Should my Daughter study economics?

My eldest daughter – 15 years old – is doing some long range career planning and she’s been really struggling to find something she really likes.  It’s not that she doesn’t enjoy school – she likes most subjects, and is predicted to get a good crop of A and A*’s.  Her problem seem to be:

  1. She likes to see fast progress – so she has ruled out pure science
  2. She doesn’t like to design/make new things – even though she has won a national award for her design – so she has ruled out engineering
  3. She doesn’t like working with people that much, although she likes giving presentations – so she has ruled out management and the social sciences

What does she like!

  1. She likes research
  2. She likes maths
  3. She likes social and economic geography
  4. She likes ecology
  5. She likes report writing
  6. She likes producing and delivering presentations
  7. She likes doing analysis and interpretation

So right now she seems to be settling on economics.  We’ve found this great site, and I particularly like this blog post and I’ve bought her a few copies of the Economist magazine.

Anyway – if anyone reading has any other hints, tips, good sources of information or good contacts in the field of Economics please post a comment.

Steve Richards

I'm retired from work as a business and IT strategist. now I'm travelling, hiking, cycling, swimming, reading, gardening, learning, writing this blog and generally enjoying good times with friends and family

4 Responses

  1. Rob Glazier says:

    Steve,

    Your daughter may also want to consider market research / market planning. I’ve made a nice career working for two large companies ($2B / year healthcare company and now a $50B / year pharmacy chain) in their market research and market planning departments.

    My job is to analyze market potential and make recommendations as to where the opportunity for growth is (where we should put our stores). The job requires that I understand supply / demand and competitive market forces. I work in small teams, at times, but mostly independently. I too am a homeworker (4 x week). I also spend time in the field “casing” competitors (anonymously visiting their sites and determining their competitive strengths) which is one of the fun parts of my job.

    I draw heavily on spatial analytics (where they are, where we are and where the customers are) using Geographic Information Systems (GIS) as my tool of the trade.

    My recommendations are ultimately presented to senior leadership. The market planning department’s mission is to pro actively guide the company’s growth and we are compensated accordingly (well compensated).

    My peers have backgrounds ranging from economics to geography to history.

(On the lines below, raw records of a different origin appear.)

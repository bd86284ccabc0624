//! Consumable resource inventory.
//!
//! Tracks available unit counts per resource name. The count can never go
//! negative: the check and the subtraction happen in one atomic step.

use crate::ResourceName;
use parking_lot::RwLock;
use std::collections::BTreeMap;

pub mod errors;
pub use errors::InventoryError;


/// Store of per-resource available unit counts.
///
/// `try_decrease` is the guarded primitive: check-then-subtract in a
/// single atomic step, the equivalent of a conditional
/// `UPDATE ... WHERE available >= ?` against a shared database.
pub trait StockStore: Send + Sync {
    /// Adds `count` units, creating the resource record at zero on first
    /// reference. Returns the new total. Fails with
    /// [`InventoryError::Overflow`] if the total would exceed the counter
    /// range, leaving the count unchanged.
    fn increase(&self, name: &str, count: u32) -> Result<u32, InventoryError>;

    /// Subtracts `count` units if at least that many are available,
    /// returning the new total. Never leaves the count negative.
    fn try_decrease(&self, name: &str, count: u32) -> Result<u32, InventoryError>;

    /// Unconditionally returns `count` units, used by cancellation and by
    /// reservation rollback. Calling it at most once per held unit is the
    /// caller's responsibility.
    fn restore(&self, name: &str, count: u32) -> Result<u32, InventoryError>;

    /// Current count for `name`, or `None` if never stocked. Read-only.
    fn available(&self, name: &str) -> Result<Option<u32>, InventoryError>;

    /// Every known resource with its count, ascending by name. Read-only.
    fn levels(&self) -> Result<Vec<(ResourceName, u32)>, InventoryError>;
}

/// In-memory stock store.
#[derive(Debug, Default)]
pub struct InventoryStore {
    stock: RwLock<BTreeMap<ResourceName, u32>>,
}

impl InventoryStore {
    pub fn new() -> Self {
        Self::default()
    }
}

impl StockStore for InventoryStore {
    fn increase(&self, name: &str, count: u32) -> Result<u32, InventoryError> {
        let mut stock = self.stock.write();
        let current = stock.get(name).copied().unwrap_or(0);
        let total = current
            .checked_add(count)
            .ok_or(InventoryError::Overflow {
                resource: name.to_string(),
                available: current,
                added: count,
            })?;
        stock.insert(name.to_string(), total);
        Ok(total)
    }

    fn try_decrease(&self, name: &str, count: u32) -> Result<u32, InventoryError> {
        let mut stock = self.stock.write();
        let units = stock
            .get_mut(name)
            .ok_or_else(|| InventoryError::UnknownResource(name.to_string()))?;
        if *units < count {
            return Err(InventoryError::InsufficientStock {
                resource: name.to_string(),
                available: *units,
                requested: count,
            });
        }
        *units -= count;
        Ok(*units)
    }

    fn restore(&self, name: &str, count: u32) -> Result<u32, InventoryError> {
        self.increase(name, count)
    }

    fn available(&self, name: &str) -> Result<Option<u32>, InventoryError> {
        Ok(self.stock.read().get(name).copied())
    }

    fn levels(&self) -> Result<Vec<(ResourceName, u32)>, InventoryError> {
        let stock = self.stock.read();
        Ok(stock.iter().map(|(name, units)| (name.clone(), *units)).collect())
    }
}
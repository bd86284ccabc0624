use crate::appointments::AppointmentError;
use crate::availability::AvailabilityError;
use crate::inventory::InventoryError;
use crate::{AppointmentId, ProviderId, ResourceName};
use chrono::NaiveDate;
use thiserror::Error;

/// Outcome taxonomy of the reservation core.
///
/// Everything except `BackendUnavailable` and `CompensationFailed` is a
/// recoverable, caller-facing rejection with no state left behind. No
/// operation is retried inside the core; retry policy belongs to the
/// caller.
#[derive(Debug, Error, Clone, PartialEq, Eq)]
pub enum ReservationError {
    /// Malformed date or empty identifier. Rejected before any store is
    /// touched.
    #[error("Invalid input: {0}")]
    InvalidInput(String),

    /// The `(provider, day)` slot is already open. An idempotency signal,
    /// not a failure worth retrying.
    #[error("Provider {provider_id} already has an open slot on {day}")]
    AlreadyExists {
        provider_id: ProviderId,
        day: NaiveDate,
    },

    /// No appointment under this id, including ids already canceled.
    #[error("Appointment {0} not found")]
    NotFound(AppointmentId),

    #[error("Resource {0} is not stocked")]
    UnknownResource(ResourceName),

    #[error("Not enough {resource} available: {available} left, {requested} requested")]
    InsufficientStock {
        resource: ResourceName,
        available: u32,
        requested: u32,
    },

    /// No open slot on the requested day. Any inventory taken beforehand
    /// has already been restored when this is returned.
    #[error("No provider is available on {0}")]
    NoProviderAvailable(NaiveDate),

    /// A store reported a transport or storage fault. Any partial
    /// progress was rolled back before this was returned.
    #[error("Backend unavailable: {0}")]
    BackendUnavailable(String),

    /// A rollback itself failed; fatal for this operation only. One
    /// inventory unit may be unaccounted for until an operator steps in.
    #[error("Compensation failed: {detail}")]
    CompensationFailed { detail: String },
}

impl From<AvailabilityError> for ReservationError {
    fn from(err: AvailabilityError) -> Self {
        match err {
            AvailabilityError::AlreadyExists { provider_id, day } => {
                ReservationError::AlreadyExists { provider_id, day }
            }
            AvailabilityError::Backend(detail) => ReservationError::BackendUnavailable(detail),
        }
    }
}

impl From<InventoryError> for ReservationError {
    fn from(err: InventoryError) -> Self {
        match err {
            InventoryError::UnknownResource(name) => ReservationError::UnknownResource(name),
            InventoryError::InsufficientStock {
                resource,
                available,
                requested,
            } => ReservationError::InsufficientStock {
                resource,
                available,
                requested,
            },
            overflow @ InventoryError::Overflow { .. } => {
                ReservationError::InvalidInput(overflow.to_string())
            }
            InventoryError::Backend(detail) => ReservationError::BackendUnavailable(detail),
        }
    }
}

impl From<AppointmentError> for ReservationError {
    fn from(err: AppointmentError) -> Self {
        match err {
            AppointmentError::Backend(detail) => ReservationError::BackendUnavailable(detail),
        }
    }
}
//! Reservation coordination across availability, inventory, and
//! appointments.
//!
//! The coordinator is the sole writer of all three stores. There is no
//! cross-store transaction: a reservation claims the reversible resource
//! (one inventory unit) first and the irreversible one (the provider's
//! slot) second, and compensates the inventory claim whenever a later
//! step fails. Saga-style compensation, not two-phase commit.

use crate::appointments::{Appointment, AppointmentLedger, AppointmentStore};
use crate::availability::{AvailabilityLedger, SlotStore};
use crate::inventory::{InventoryStore, StockStore};
use crate::{AppointmentId, ProviderId, ResourceName};
use chrono::NaiveDate;
use tracing::{debug, error, warn};

pub mod errors;
pub use errors::ReservationError;


/// Orchestrates reservations and cancellations over three backing stores.
///
/// Generic over the store implementations so a deployment can swap a
/// database-backed store in for any leaf; defaults to the in-memory
/// ledgers. Every operation takes `&self` and is safe under concurrent
/// callers, relying on each store's per-operation atomicity.
///
/// Actor identity arrives as explicit parameters (`patient_id`,
/// `provider_id`); authentication and role checks belong to the session
/// layer in front of this type.
#[derive(Debug, Default)]
pub struct ReservationCoordinator<S = AvailabilityLedger, K = InventoryStore, A = AppointmentLedger>
where
    S: SlotStore,
    K: StockStore,
    A: AppointmentStore,
{
    availability: S,
    inventory: K,
    appointments: A,
}

impl ReservationCoordinator {
    /// Creates a coordinator over empty in-memory stores.
    pub fn new() -> Self {
        Self::default()
    }
}

impl<S, K, A> ReservationCoordinator<S, K, A>
where
    S: SlotStore,
    K: StockStore,
    A: AppointmentStore,
{
    /// Creates a coordinator over caller-provided stores.
    pub fn with_stores(availability: S, inventory: K, appointments: A) -> Self {
        Self {
            availability,
            inventory,
            appointments,
        }
    }

    /// Books an appointment for `patient_id` on `day` holding one unit of
    /// `resource_name`.
    ///
    /// Either fully succeeds or leaves no trace: the inventory unit taken
    /// in the first step is restored if no slot can be consumed or the
    /// appointment cannot be recorded. A consumed slot is the point of no
    /// return, so it is taken last among the fallible claims.
    pub fn reserve(
        &self,
        day: &str,
        resource_name: &str,
        patient_id: &str,
    ) -> Result<Appointment, ReservationError> {
        let day = parse_day(day)?;
        require_non_empty(resource_name, "resource name")?;
        require_non_empty(patient_id, "patient id")?;

        self.inventory.try_decrease(resource_name, 1)?;

        let provider_id = match self.availability.try_consume_any(day) {
            Ok(Some(provider_id)) => provider_id,
            Ok(None) => {
                self.return_dose(resource_name, "no provider available")?;
                return Err(ReservationError::NoProviderAvailable(day));
            }
            Err(fault) => {
                self.return_dose(resource_name, "availability backend fault")?;
                return Err(fault.into());
            }
        };

        match self
            .appointments
            .record(day, patient_id, &provider_id, resource_name)
        {
            Ok(appointment) => {
                debug!(
                    id = appointment.id,
                    provider = %provider_id,
                    resource = resource_name,
                    "reservation confirmed"
                );
                Ok(appointment)
            }
            Err(fault) => {
                // The slot is already gone and cannot be recreated; the
                // dose can and must be.
                self.return_dose(resource_name, "appointment backend fault")?;
                Err(fault.into())
            }
        }
    }

    /// Cancels an appointment, returning its held unit to inventory.
    ///
    /// Idempotent at the interface: a second cancel of the same id finds
    /// nothing to remove and reports [`ReservationError::NotFound`], so
    /// inventory is restored at most once. The provider's slot stays
    /// consumed.
    pub fn cancel(&self, appointment_id: AppointmentId) -> Result<Appointment, ReservationError> {
        let appointment = self
            .appointments
            .remove(appointment_id)?
            .ok_or(ReservationError::NotFound(appointment_id))?;

        if let Err(fault) = self.inventory.restore(&appointment.resource_name, 1) {
            // The appointment is already gone; an unrestored unit needs
            // operator attention.
            error!(
                id = appointment.id,
                resource = %appointment.resource_name,
                error = %fault,
                "inventory restore failed after cancellation"
            );
            return Err(ReservationError::CompensationFailed {
                detail: fault.to_string(),
            });
        }

        debug!(id = appointment.id, "appointment canceled");
        Ok(appointment)
    }

    /// Opens a slot for `provider_id` on `day`.
    pub fn publish_availability(&self, provider_id: &str, day: &str) -> Result<(), ReservationError> {
        let day = parse_day(day)?;
        require_non_empty(provider_id, "provider id")?;
        self.availability.publish(provider_id, day)?;
        Ok(())
    }

    /// Adds (`delta > 0`) or removes (`delta < 0`) units of
    /// `resource_name`, returning the new total. Removal rides the same
    /// guarded decrement as reservation and cannot push the count
    /// negative.
    pub fn adjust_inventory(
        &self,
        resource_name: &str,
        delta: i64,
    ) -> Result<u32, ReservationError> {
        require_non_empty(resource_name, "resource name")?;
        if delta == 0 {
            return Err(ReservationError::InvalidInput(
                "inventory delta must be non-zero".to_string(),
            ));
        }
        let count = u32::try_from(delta.unsigned_abs())
            .map_err(|_| ReservationError::InvalidInput(format!("delta {delta} out of range")))?;
        let total = if delta > 0 {
            self.inventory.increase(resource_name, count)?
        } else {
            self.inventory.try_decrease(resource_name, count)?
        };
        Ok(total)
    }

    /// Providers with an open slot on `day`, ascending by provider id.
    pub fn find_providers(&self, day: &str) -> Result<Vec<ProviderId>, ReservationError> {
        let day = parse_day(day)?;
        Ok(self.availability.find_providers(day)?)
    }

    /// Appointments held with `provider_id`, ascending by id.
    pub fn list_for_provider(&self, provider_id: &str) -> Result<Vec<Appointment>, ReservationError> {
        Ok(self.appointments.list_for_provider(provider_id)?)
    }

    /// Appointments held by `patient_id`, ascending by id.
    pub fn list_for_patient(&self, patient_id: &str) -> Result<Vec<Appointment>, ReservationError> {
        Ok(self.appointments.list_for_patient(patient_id)?)
    }

    /// Current unit count per resource, ascending by name.
    pub fn inventory_levels(&self) -> Result<Vec<(ResourceName, u32)>, ReservationError> {
        Ok(self.inventory.levels()?)
    }

    /// Looks up a single appointment by id.
    pub fn appointment(
        &self,
        appointment_id: AppointmentId,
    ) -> Result<Option<Appointment>, ReservationError> {
        Ok(self.appointments.get(appointment_id)?)
    }

    /// Compensating restore of one reserved unit. A failure here means a
    /// unit is lost until an operator intervenes, which escalates the
    /// whole operation to [`ReservationError::CompensationFailed`].
    fn return_dose(&self, resource_name: &str, cause: &str) -> Result<(), ReservationError> {
        warn!(resource = resource_name, cause, "rolling back reserved unit");
        self.inventory.restore(resource_name, 1).map_err(|fault| {
            error!(resource = resource_name, error = %fault, "unit rollback failed");
            ReservationError::CompensationFailed {
                detail: fault.to_string(),
            }
        })?;
        Ok(())
    }
}

fn parse_day(day: &str) -> Result<NaiveDate, ReservationError> {
    day.parse()
        .map_err(|_| ReservationError::InvalidInput(format!("malformed date: {day:?}")))
}

fn require_non_empty(value: &str, what: &str) -> Result<(), ReservationError> {
    if value.is_empty() {
        return Err(ReservationError::InvalidInput(format!(
            "{what} must not be empty"
        )));
    }
    Ok(())
}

A strong analytic mind and creative approach to problem solving are prerequisites.

    I would recommend your daughter research market research / market planning / location planning & analysis / GIS for ideas. Her current interests are in line with the people we recruit.

    The other point I’d make is that market research / market planning provides experience in so many parts of the business that we are generally prepared to move into a myriad of other opportunities within the business world.

    Sorry for the long post but I wanted to give thorough background. I would be happy to elaborate if interested.

    Best regards,

    Rob

  2. Steve Richards says:

    Thanks Rob, that’s a great suggestion. Stephie has had a read of your comments and she’s definately going to consider it.

    She’s currently having a good think about how much she enjoys maths, because everyone says don’t bother with economics unless you really like maths.

    Steve

  3. Doug Neal says:

    My wife, a Ph. d. economist, says that the economics viewpoint of things is one that is useful in a variety of situations. This is independent of whether one wants to be an economist or not.

    Economics provides models and frameworks that can be helpful in business discussions, even where the topic is not primarily about business. For example, when considering options to improve the environment, one question that comes up is, what is the economic impact of a proposed policy?

    So, literacy in the language of economics is quite helpful, even if you don’t want to live in that country.

    Doug

  4. Sarah Niblock says:

    Hi Stephen

    I acutally studied Economics at Hull University. Economics has 2 sides, macro and micro. I enjoyed maths but there really wasnt much of it in the degree.

    Micro economics is about supply and demand, and the concepts can be used in the labour market, industry, as well as town planning, etc. It also helped me understand politics better, with the left and right approaches i.e. competition versus monopolies and the ranges inbetween.

    Macro is about the economy, and what most people think of when they think of economics i.e. interest rates relationships with investment, expectations etc.

    The Micro might be better suited to your daughter is she likes geography.

    Obviously, I did not follow a career in it going into IT, but it has really helped me analyse situations and develop a well thought out response, looking at cause and effect etc. I would recommend it but think about whether to do it as a science or as an arts subject at uni. Science mixes it with maths and accounting, arts with politics and the like. And Hull Uni – the only one I could find that did it as a science. Very cold, very cheap and lots of fun.